All endpoints accept and return Iceberg's standard REST wire format.

Method Path Backed by
GET /v1/config static — echoes ?warehouse= back as overrides.prefix
GET /v1/{prefix}/namespaces DatabasesApiHandler.getAllDatabases
POST /v1/{prefix}/namespaces accepted as success (OpenHouse auto-creates on first table)
GET /v1/{prefix}/namespaces/{namespace} existence check via DatabasesApiHandler
HEAD /v1/{prefix}/namespaces/{namespace} same
DELETE /v1/{prefix}/namespaces/{namespace} accepted as 204 (no native drop-namespace)
GET /v1/{prefix}/namespaces/{namespace}/tables TablesApiHandler.searchTables
POST /v1/{prefix}/namespaces/{namespace}/tables TablesApiHandler.createTable
GET /v1/{prefix}/namespaces/{namespace}/tables/{table} TablesApiHandler.getTable + OpenHouseInternalCatalog.loadTable
HEAD /v1/{prefix}/namespaces/{namespace}/tables/{table} same
POST /v1/{prefix}/namespaces/{namespace}/tables/{table} (commit) IcebergSnapshotsApiHandler.putIcebergSnapshots or TablesApiHandler.updateTable
DELETE /v1/{prefix}/namespaces/{namespace}/tables/{table} TablesApiHandler.deleteTable

The commit endpoint replays the Iceberg requirements + updates payload via MetadataUpdate.applyTo(TableMetadata.Builder), pre-checks each UpdateRequirement, then discriminates: snapshot changes route to IcebergSnapshotsApiHandler.putIcebergSnapshots; metadata-only commits route to TablesApiHandler.updateTable.

New Features

Lets any stock Iceberg REST client (Spark org.apache.iceberg.rest.RESTCatalog, PyIceberg RestCatalog, Trino iceberg-rest connector, Flink) talk to OpenHouse without per-engine catalog code.

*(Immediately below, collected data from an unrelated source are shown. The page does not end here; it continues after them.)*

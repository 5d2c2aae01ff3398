use chrono::{DateTime, Duration, Utc};
use serde::{Deserialize, Serialize};

use crate::error::PermitError;

use super::permit::{Permit, Remark, Signature, TimeWindow};
use super::renewal;
use super::request::{
    ActionRequest, ClosurePayload, RejectPayload, RenewalProposal, SignOffPayload, SubmitPayload,
};
use super::status::{Action, PermitStatus, Role};

/// Time limits enforced on permits and renewals.
#[derive(Debug, Clone, Copy, PartialEq, Eq)]
pub struct Limits {
    pub max_permit_days: u32,
    pub max_renewal_hours: u32,
}

impl Default for Limits {
    fn default() -> Self {
        Self {
            max_permit_days: 7,
            max_renewal_hours: 8,
        }
    }
}

/// A committed status change, kept for logging and audit output.
#[derive(Debug, Clone, PartialEq, Eq, Serialize, Deserialize)]
pub struct Transition {
    pub permit_id: String,
    pub role: Role,
    pub action: Action,
    pub from: PermitStatus,
    pub to: PermitStatus,
    pub at: DateTime<Utc>,
}

/// Computes permit transitions.
///
/// The engine is pure: it takes the loaded permit and a request and returns
/// the next version of the permit, or an error. It never touches the store,
/// so a failed request cannot leave a partial write behind.
#[derive(Debug, Clone, Default)]
pub struct TransitionEngine {
    limits: Limits,
}

impl TransitionEngine {
    pub fn new(limits: Limits) -> Self {
        Self { limits }
    }

    /// Check a validity window for a new permit.
    pub fn validate_permit_window(&self, window: &TimeWindow) -> Result<(), PermitError> {
        if window.to <= window.from {
            return Err(PermitError::InvalidPermitWindow(
                "must end after it starts".into(),
            ));
        }
        let max = Duration::days(i64::from(self.limits.max_permit_days));
        if window.duration() > max {
            return Err(PermitError::InvalidPermitWindow(format!(
                "spans more than {} days",
                self.limits.max_permit_days
            )));
        }
        Ok(())
    }

    /// Evaluate `request` against `current` and return the updated permit.
    ///
    /// Checks run in a fixed order: closed permits first, then the role
    /// binding, then the transition table and payload.
    pub fn apply(
        &self,
        current: &Permit,
        request: &ActionRequest,
        now: DateTime<Utc>,
    ) -> Result<(Permit, Transition), PermitError> {
        if current.is_closed() {
            return Err(PermitError::PermitClosed(current.id.clone()));
        }

        let bound = current.role_emails.for_role(request.role);
        if !bound.eq_ignore_ascii_case(request.actor_email.trim()) {
            return Err(PermitError::RoleMismatch {
                role: request.role.to_string(),
                email: request.actor_email.clone(),
            });
        }

        let mut next = current.clone();
        self.dispatch(&mut next, request, now)?;
        next.updated_at = now;

        let transition = Transition {
            permit_id: current.id.clone(),
            role: request.role,
            action: request.action,
            from: current.status,
            to: next.status,
            at: now,
        };
        Ok((next, transition))
    }

    fn dispatch(
        &self,
        permit: &mut Permit,
        req: &ActionRequest,
        now: DateTime<Utc>,
    ) -> Result<(), PermitError> {
        use Action::*;
        use PermitStatus::*;
        use Role::*;

        let actor = req.actor_name.as_str();
        match (permit.status, req.role, req.action) {
            (status, Requester, Submit) if status.accepts_requester_overlay() => {
                let payload: SubmitPayload = req.decode()?;
                submit(permit, payload, actor, now);
            }
            (PendingReview, Reviewer, Review) => {
                let payload: SignOffPayload = req.decode()?;
                renewal::decide_bundled(permit, Reviewer, actor, &payload, now)?;
                permit.document.reviewer_sig = Some(Signature::new(actor, now));
                set_if_present(&mut permit.document.reviewer_remarks, payload.remarks);
                permit.status = PendingApproval;
            }
            (PendingReview | PendingApproval, Reviewer | Approver, Reject) => {
                let payload = decode_rejection(req)?;
                log_remark(permit, req, &payload.reason, now);
                renewal::cascade_parent_rejection(permit, req.role, actor, now);
                permit.status = Rejected;
            }
            (PendingApproval, Approver, Approve) => {
                let payload: SignOffPayload = req.decode()?;
                renewal::decide_bundled(permit, Approver, actor, &payload, now)?;
                permit.document.approver_sig = Some(Signature::new(actor, now));
                set_if_present(&mut permit.document.approver_remarks, payload.remarks);
                permit.status = Active;
            }
            (Active, Requester, InitiateClosure) => {
                let payload: ClosurePayload = req.decode()?;
                let closure = &mut permit.document.closure;
                closure.receiver_sig = Some(Signature::new(actor, now));
                closure.receiver_remarks = payload.remarks;
                closure.site_restored = payload.site_restored;
                permit.status = ClosurePendingReview;
            }
            (ClosurePendingReview, Reviewer, ApproveClosure) => {
                let payload: SignOffPayload = req.decode()?;
                let closure = &mut permit.document.closure;
                closure.reviewer_sig = Some(Signature::new(actor, now));
                set_if_present(&mut closure.reviewer_remarks, payload.remarks);
                permit.status = ClosurePendingApproval;
            }
            (ClosurePendingApproval, Approver, Approve) => {
                let payload: SignOffPayload = req.decode()?;
                let closure = &mut permit.document.closure;
                closure.issuer_sig = Some(Signature::new(actor, now));
                set_if_present(&mut closure.issuer_remarks, payload.remarks);
                permit.status = Closed;
            }
            (ClosurePendingReview | ClosurePendingApproval, Reviewer | Approver, RejectClosure) => {
                let payload = decode_rejection(req)?;
                log_remark(permit, req, &payload.reason, now);
                // Closure restarts from the receiver's sign-off.
                let superseded = std::mem::take(&mut permit.document.closure);
                permit.document.superseded_closures.push(superseded);
                permit.status = Active;
            }
            (
                Active | New | PendingReview | RenewalPendingReview | RenewalPendingApproval,
                Requester,
                ProposeRenewal,
            ) => {
                let proposal: RenewalProposal = req.decode()?;
                renewal::propose(permit, &proposal, actor, self.limits.max_renewal_hours, now)?;
            }
            (RenewalPendingReview, Reviewer, Approve) => {
                let payload: SignOffPayload = req.decode()?;
                renewal::review(permit, payload.renewal_id.as_deref(), actor, now)?;
            }
            (RenewalPendingApproval, Approver, Approve) => {
                let payload: SignOffPayload = req.decode()?;
                renewal::approve(permit, payload.renewal_id.as_deref(), actor, now)?;
            }
            (RenewalPendingReview | RenewalPendingApproval, Reviewer | Approver, Reject) => {
                let payload = decode_rejection(req)?;
                renewal::reject(
                    permit,
                    payload.renewal_id.as_deref(),
                    req.role,
                    actor,
                    &payload.reason,
                    now,
                )?;
            }
            (status, role, action) => {
                return Err(PermitError::InvalidTransition {
                    role: role.to_string(),
                    action: action.to_string(),
                    status: status.to_string(),
                });
            }
        }
        Ok(())
    }
}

A @RestControllerAdvice(basePackages = "com.linkedin.openhouse.tables.rest") maps OpenHouse internal exceptions to Iceberg's wire-format ErrorResponse JSON. The advice is package-scoped so OpenHouse's existing exception handler for the native /v1/databases/... surface is unaffected.

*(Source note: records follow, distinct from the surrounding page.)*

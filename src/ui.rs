//! Terminal rendering: colored status lines and permit summaries.
//!
//! Uses `console` for styling. Output goes to stdout; logging goes through
//! `tracing` on stderr.

use console::Style;

use crate::export::SheetRow;
use crate::workflow::{ActionResponse, Permit, PermitStatus, Signature, Worker};

/// Styles shared by every printer.
pub struct Printer {
    green: Style,
    red: Style,
    yellow: Style,
    dim: Style,
    bold: Style,
}

impl Default for Printer {
    fn default() -> Self {
        Self {
            green: Style::new().green().bold(),
            red: Style::new().red().bold(),
            yellow: Style::new().yellow(),
            dim: Style::new().dim(),
            bold: Style::new().bold(),
        }
    }
}

impl Printer {
    fn status_style(&self, status: PermitStatus) -> &Style {
        match status {
            PermitStatus::Active | PermitStatus::Closed => &self.green,
            PermitStatus::Rejected => &self.red,
            _ => &self.yellow,
        }
    }

    /// One line per action outcome.
    pub fn response(&self, label: &str, response: &ActionResponse) {
        match (response.success, response.status) {
            (true, Some(status)) => println!(
                "  {} {label} → {}",
                self.green.apply_to("✓"),
                self.status_style(status).apply_to(status)
            ),
            (true, None) => println!("  {} {label}", self.green.apply_to("✓")),
            (false, _) => println!(
                "  {} {label}: {} ({})",
                self.red.apply_to("✗"),
                response.message.as_deref().unwrap_or("failed"),
                response.error.map(|k| k.to_string()).unwrap_or_default()
            ),
        }
    }

    pub fn permit(&self, permit: &Permit) {
        let doc = &permit.document;
        println!(
            "{} {}",
            self.bold.apply_to(&permit.id),
            self.status_style(permit.status).apply_to(permit.status)
        );
        println!("  window     {}", permit.validity_window);
        if !doc.request.location.is_empty() {
            println!("  location   {}", doc.request.location);
        }
        self.signature("requester", &doc.requester_sig);
        self.signature("reviewer", &doc.reviewer_sig);
        self.signature("approver", &doc.approver_sig);
        self.signature("receiver", &doc.closure.receiver_sig);
        self.signature("issuer", &doc.closure.issuer_sig);

        for (i, renewal) in permit.renewals.iter().enumerate() {
            let reason = renewal
                .rejection
                .as_ref()
                .map(|r| format!(" ({})", r.reason))
                .unwrap_or_default();
            println!(
                "  renewal #{} {} {}{}",
                i + 1,
                renewal.window,
                self.yellow.apply_to(renewal.status),
                self.dim.apply_to(reason)
            );
        }
        for remark in &doc.remarks_log {
            println!(
                "  {} {} ({}): {}",
                self.dim.apply_to(remark.at.format("%Y-%m-%d %H:%M")),
                remark.by,
                remark.role,
                remark.text
            );
        }
    }

    fn signature(&self, label: &str, sig: &Option<Signature>) {
        if let Some(sig) = sig {
            println!("  {label:<10} {}", self.dim.apply_to(sig));
        }
    }

    pub fn sheet(&self, rows: &[SheetRow]) {
        println!(
            "{}",
            self.bold.apply_to(format!(
                "{:<10} {:<26} {:<16} {}",
                SheetRow::HEADERS[0],
                SheetRow::HEADERS[1],
                SheetRow::HEADERS[2],
                SheetRow::HEADERS[3]
            ))
        );
        for row in rows {
            println!(
                "{:<10} {:<26} {:<16} {}",
                row.id, row.status, row.work_type, row.location
            );
        }
    }

    pub fn worker(&self, worker: &Worker) {
        let name = worker
            .effective_profile()
            .map(|p| p.name.as_str())
            .unwrap_or("-");
        println!(
            "{} {} {}",
            self.bold.apply_to(&worker.id),
            name,
            self.yellow.apply_to(worker.status)
        );
        if let Some(rejection) = &worker.rejection {
            println!("  rejected by {}: {}", rejection.by, rejection.reason);
        }
    }
}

MVP scope notes (intentional)

  • Single-level namespaces only (depth > 1 → 400). Rejection chosen over flatten-encoding so a future multi-level migration is purely additive (no HDFS path rewrites). Spark, Trino, and PyIceberg all work depth-1 when the warehouse is configured that way.
  • Out of scope for this PR: views, multi-table transactions, server-side scan planning, credential vending, remote signing. These are simply not advertised — clients gracefully skip them.
  • No new external dependencies — Iceberg wire types (UpdateTableRequest, LoadTableResponse, ConfigResponse, ErrorResponse, …) come from iceberg-core 1.5.2 already on the Tables Service classpath.

Testing Done

  • Manually Tested on local docker setup. Please include commands ran, and their output.
  • Added new tests for the changes made.
  • Updated existing tests to reflect the changes made.
  • No tests added or updated. Please explain why. If unsure, please feel free to ask for help.
  • Some other form of testing like staging or soak time in production. Please explain.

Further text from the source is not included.